Does this mean support is same as row space? How to calculate support for any matrix?
Support of an operator is vector space that is orthogonal to its kernel.
Does this mean support is same as row space? How to calculate support for any matrix?
Let's try to prove this statement in a slightly more rigorous way.

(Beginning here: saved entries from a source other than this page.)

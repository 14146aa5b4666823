//! Bind values and the per-type value parsers.

use chrono::{NaiveDate, NaiveDateTime};
use serde::{Deserialize, Serialize};
use std::fmt;

use super::column_type::{ColumnTypeInfo, ValueParser, MAX_LARGE_TEXT_CHARACTERS};
use super::error::{TypeError, TypeResult};
use crate::model::ColumnType;
use crate::sql::token::format_float;

/// A value bound to a named placeholder at execution time.
#[derive(Debug, Clone, PartialEq, Serialize, Deserialize)]
#[serde(untagged)]
pub enum DbValue {
    Null,
    Bool(bool),
    Long(i64),
    Double(f64),
    Text(String),
    LongList(Vec<i64>),
}

impl DbValue {
    pub fn is_null(&self) -> bool {
        matches!(self, DbValue::Null)
    }
}

impl fmt::Display for DbValue {
    fn fmt(&self, f: &mut fmt::Formatter<'_>) -> fmt::Result {
        match self {
            DbValue::Null => f.write_str("NULL"),
            DbValue::Bool(b) => write!(f, "{}", b),
            DbValue::Long(n) => write!(f, "{}", n),
            DbValue::Double(d) => f.write_str(&format_float(*d)),
            DbValue::Text(s) => f.write_str(s),
            DbValue::LongList(list) => {
                let parts: Vec<String> = list.iter().map(|n| n.to_string()).collect();
                write!(f, "{}", parts.join(","))
            }
        }
    }
}

// ============================================================================
// Non-finite doubles
// ============================================================================

/// Tag stored in the `_DBL_C<id>_` shadow column.
#[derive(Debug, Clone, Copy, PartialEq, Eq, Hash)]
pub enum NonFiniteTag {
    NaN,
    Infinity,
    NegativeInfinity,
}

impl NonFiniteTag {
    pub const ALL: [NonFiniteTag; 3] = [
        NonFiniteTag::NaN,
        NonFiniteTag::Infinity,
        NonFiniteTag::NegativeInfinity,
    ];

    pub fn as_str(&self) -> &'static str {
        match self {
            NonFiniteTag::NaN => "NaN",
            NonFiniteTag::Infinity => "Infinity",
            NonFiniteTag::NegativeInfinity => "-Infinity",
        }
    }

    pub fn parse(s: &str) -> Option<Self> {
        Self::ALL.iter().copied().find(|t| t.as_str() == s)
    }

    pub fn classify(value: f64) -> Option<Self> {
        if value.is_nan() {
            Some(NonFiniteTag::NaN)
        } else if value == f64::INFINITY {
            Some(NonFiniteTag::Infinity)
        } else if value == f64::NEG_INFINITY {
            Some(NonFiniteTag::NegativeInfinity)
        } else {
            None
        }
    }
}

/// Split a double into the numeric column value and the shadow tag.
///
/// NaN stores a numeric NULL; infinities store the largest finite value of
/// the same sign so range predicates still order them correctly.
pub fn encode_double(value: f64) -> (DbValue, Option<NonFiniteTag>) {
    match NonFiniteTag::classify(value) {
        Some(NonFiniteTag::NaN) => (DbValue::Null, Some(NonFiniteTag::NaN)),
        Some(NonFiniteTag::Infinity) => (DbValue::Double(f64::MAX), Some(NonFiniteTag::Infinity)),
        Some(NonFiniteTag::NegativeInfinity) => (
            DbValue::Double(f64::MIN),
            Some(NonFiniteTag::NegativeInfinity),
        ),
        None => (DbValue::Double(value), None),
    }
}

/// Reassemble a double read back as (value, shadow).
pub fn decode_double(value: Option<&str>, shadow: Option<&str>) -> TypeResult<Option<String>> {
    if let Some(tag) = shadow.filter(|s| !s.is_empty()) {
        return NonFiniteTag::parse(tag)
            .map(|t| Some(t.as_str().to_string()))
            .ok_or_else(|| invalid(ColumnType::Double, tag, "unknown non-finite tag"));
    }
    match value {
        None => Ok(None),
        Some(v) => parse_double(v).map(|d| Some(normalize_double(d))),
    }
}

fn normalize_double(value: f64) -> String {
    match NonFiniteTag::classify(value) {
        Some(tag) => tag.as_str().to_string(),
        None => format_float(value),
    }
}

/// Parse double text including the accepted spellings of NaN and infinity.
pub fn parse_double(value: &str) -> TypeResult<f64> {
    let trimmed = value.trim();
    let lower = trimmed.to_ascii_lowercase();
    match lower.as_str() {
        "nan" => return Ok(f64::NAN),
        "inf" | "+inf" | "infinity" | "+infinity" | "∞" | "+∞" => return Ok(f64::INFINITY),
        "-inf" | "-infinity" | "-∞" => return Ok(f64::NEG_INFINITY),
        _ => {}
    }
    trimmed
        .parse::<f64>()
        .map_err(|e| invalid(ColumnType::Double, value, &e.to_string()))
}

// ============================================================================
// Parsers
// ============================================================================

fn invalid(column_type: ColumnType, value: &str, reason: &str) -> TypeError {
    TypeError::InvalidValue {
        column_type,
        value: value.to_string(),
        reason: reason.to_string(),
    }
}

fn parse_long(column_type: ColumnType, value: &str) -> TypeResult<i64> {
    value
        .trim()
        .parse::<i64>()
        .map_err(|e| invalid(column_type, value, &e.to_string()))
}

fn parse_boolean(value: &str) -> TypeResult<bool> {
    let trimmed = value.trim();
    if trimmed.eq_ignore_ascii_case("true") {
        Ok(true)
    } else if trimmed.eq_ignore_ascii_case("false") {
        Ok(false)
    } else {
        Err(invalid(ColumnType::Boolean, value, "expected true or false"))
    }
}

/// Epoch millis, or a UTC date/time in one of the SQL text forms.
pub fn parse_date(value: &str) -> TypeResult<i64> {
    let trimmed = value.trim();
    if let Ok(millis) = trimmed.parse::<i64>() {
        return Ok(millis);
    }
    for format in ["%Y-%m-%d %H:%M:%S%.f", "%Y-%m-%d %H:%M:%S"] {
        if let Ok(dt) = NaiveDateTime::parse_from_str(trimmed, format) {
            return Ok(dt.and_utc().timestamp_millis());
        }
    }
    NaiveDate::parse_from_str(trimmed, "%Y-%m-%d")
        .ok()
        .and_then(|d| d.and_hms_opt(0, 0, 0))
        .map(|dt| dt.and_utc().timestamp_millis())
        .ok_or_else(|| invalid(ColumnType::Date, value, "expected epoch millis or YYYY-MM-DD[ HH:MM:SS[.fff]]"))
}

/// `syn123`, `syn123.4` or `123`; the stored form is the numeric id.
pub fn parse_entity_id(value: &str) -> TypeResult<i64> {
    let trimmed = value.trim();
    let body = match trimmed.get(..3) {
        Some(prefix) if prefix.eq_ignore_ascii_case("syn") => &trimmed[3..],
        _ => trimmed,
    };
    let id_part = body.split_once('.').map(|(id, _)| id).unwrap_or(body);
    let version_ok = body
        .split_once('.')
        .map(|(_, v)| !v.is_empty() && v.bytes().all(|b| b.is_ascii_digit()))
        .unwrap_or(true);
    if id_part.is_empty() || !id_part.bytes().all(|b| b.is_ascii_digit()) || !version_ok {
        return Err(invalid(ColumnType::EntityId, value, "expected syn<id>[.<version>]"));
    }
    id_part
        .parse::<i64>()
        .map_err(|e| invalid(ColumnType::EntityId, value, &e.to_string()))
}

pub(crate) fn parse_for_write(
    info: &ColumnTypeInfo,
    value: &str,
    max_size: Option<i64>,
) -> TypeResult<DbValue> {
    if info.parser != ValueParser::Text && value.trim().is_empty() {
        return Ok(DbValue::Null);
    }
    let column_type = info.column_type;
    match info.parser {
        ValueParser::Long => parse_long(column_type, value).map(DbValue::Long),
        ValueParser::Date => parse_date(value).map(DbValue::Long),
        ValueParser::EntityId => parse_entity_id(value).map(DbValue::Long),
        ValueParser::Double => parse_double(value).map(DbValue::Double),
        ValueParser::Boolean => parse_boolean(value).map(DbValue::Bool),
        ValueParser::Text => {
            let limit = match column_type {
                ColumnType::LargeText => Some(MAX_LARGE_TEXT_CHARACTERS),
                _ => max_size,
            };
            let length = value.chars().count();
            match limit {
                Some(max) if length as i64 > max => Err(TypeError::ValueTooLong {
                    length,
                    max_size: max,
                }),
                _ => Ok(DbValue::Text(value.to_string())),
            }
        }
    }
}

pub(crate) fn parse_for_read(
    info: &ColumnTypeInfo,
    value: Option<&str>,
) -> TypeResult<Option<String>> {
    let Some(value) = value else {
        return Ok(None);
    };
    let column_type = info.column_type;
    let normalized = match info.parser {
        ValueParser::Text => value.to_string(),
        ValueParser::Long | ValueParser::Date => parse_long(column_type, value)?.to_string(),
        ValueParser::EntityId => format!("syn{}", parse_entity_id(value)?),
        ValueParser::Double => normalize_double(parse_double(value)?),
        ValueParser::Boolean => match value.trim() {
            "1" => "true".to_string(),
            "0" => "false".to_string(),
            other => parse_boolean(other)?.to_string(),
        },
    };
    Ok(Some(normalized))
}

We need to prove the following:
$\textbf{Claim 1.} \,\, \text{span}(r_1,r_2\ldots r_n) = \text{supp}(A)$ where $r_1,r_2 \ldots r_n$ are the rows of the given $n \times n$ operator $A$.
We can show this with the proving the following two claims:
$\textbf{Claim 1.1.} \,\,\text{span}(r_1,r_2\ldots r_n) \subseteq \text{supp}(A).$
$\textbf{Proof 1.1.} \,\, \langle \sum_i a_ir_i, x\rangle = 0$ for all combinations $\{a_i\}$ and $x \in \text{null}(A)$.
$\textbf{Claim 1.2.} \,\, \text{supp}(A) \subseteq \text{span}(r_1,r_2\ldots r_n).$
$\textbf{Proof 1.2.} \,\, $ Assume for contradiction that $\text{span}(r_1,r_2\ldots r_n) \subset \text{supp}(A)$. This implies $\text{dim}(\text{span}(r_1,r_2\ldots r_n)) < \text{dim}(\text{supp}(A))$. If $k \leq n$ is the rank of the operator $A$, then from the relation between dimensions of a subspace and its orthogonal complement along with rank-nullity theorem we get, $\text{dim}(\text{supp}(A)) = k$. Additionally, as the dimension of the row space is same as the operator rank $k$, we get a contradiction.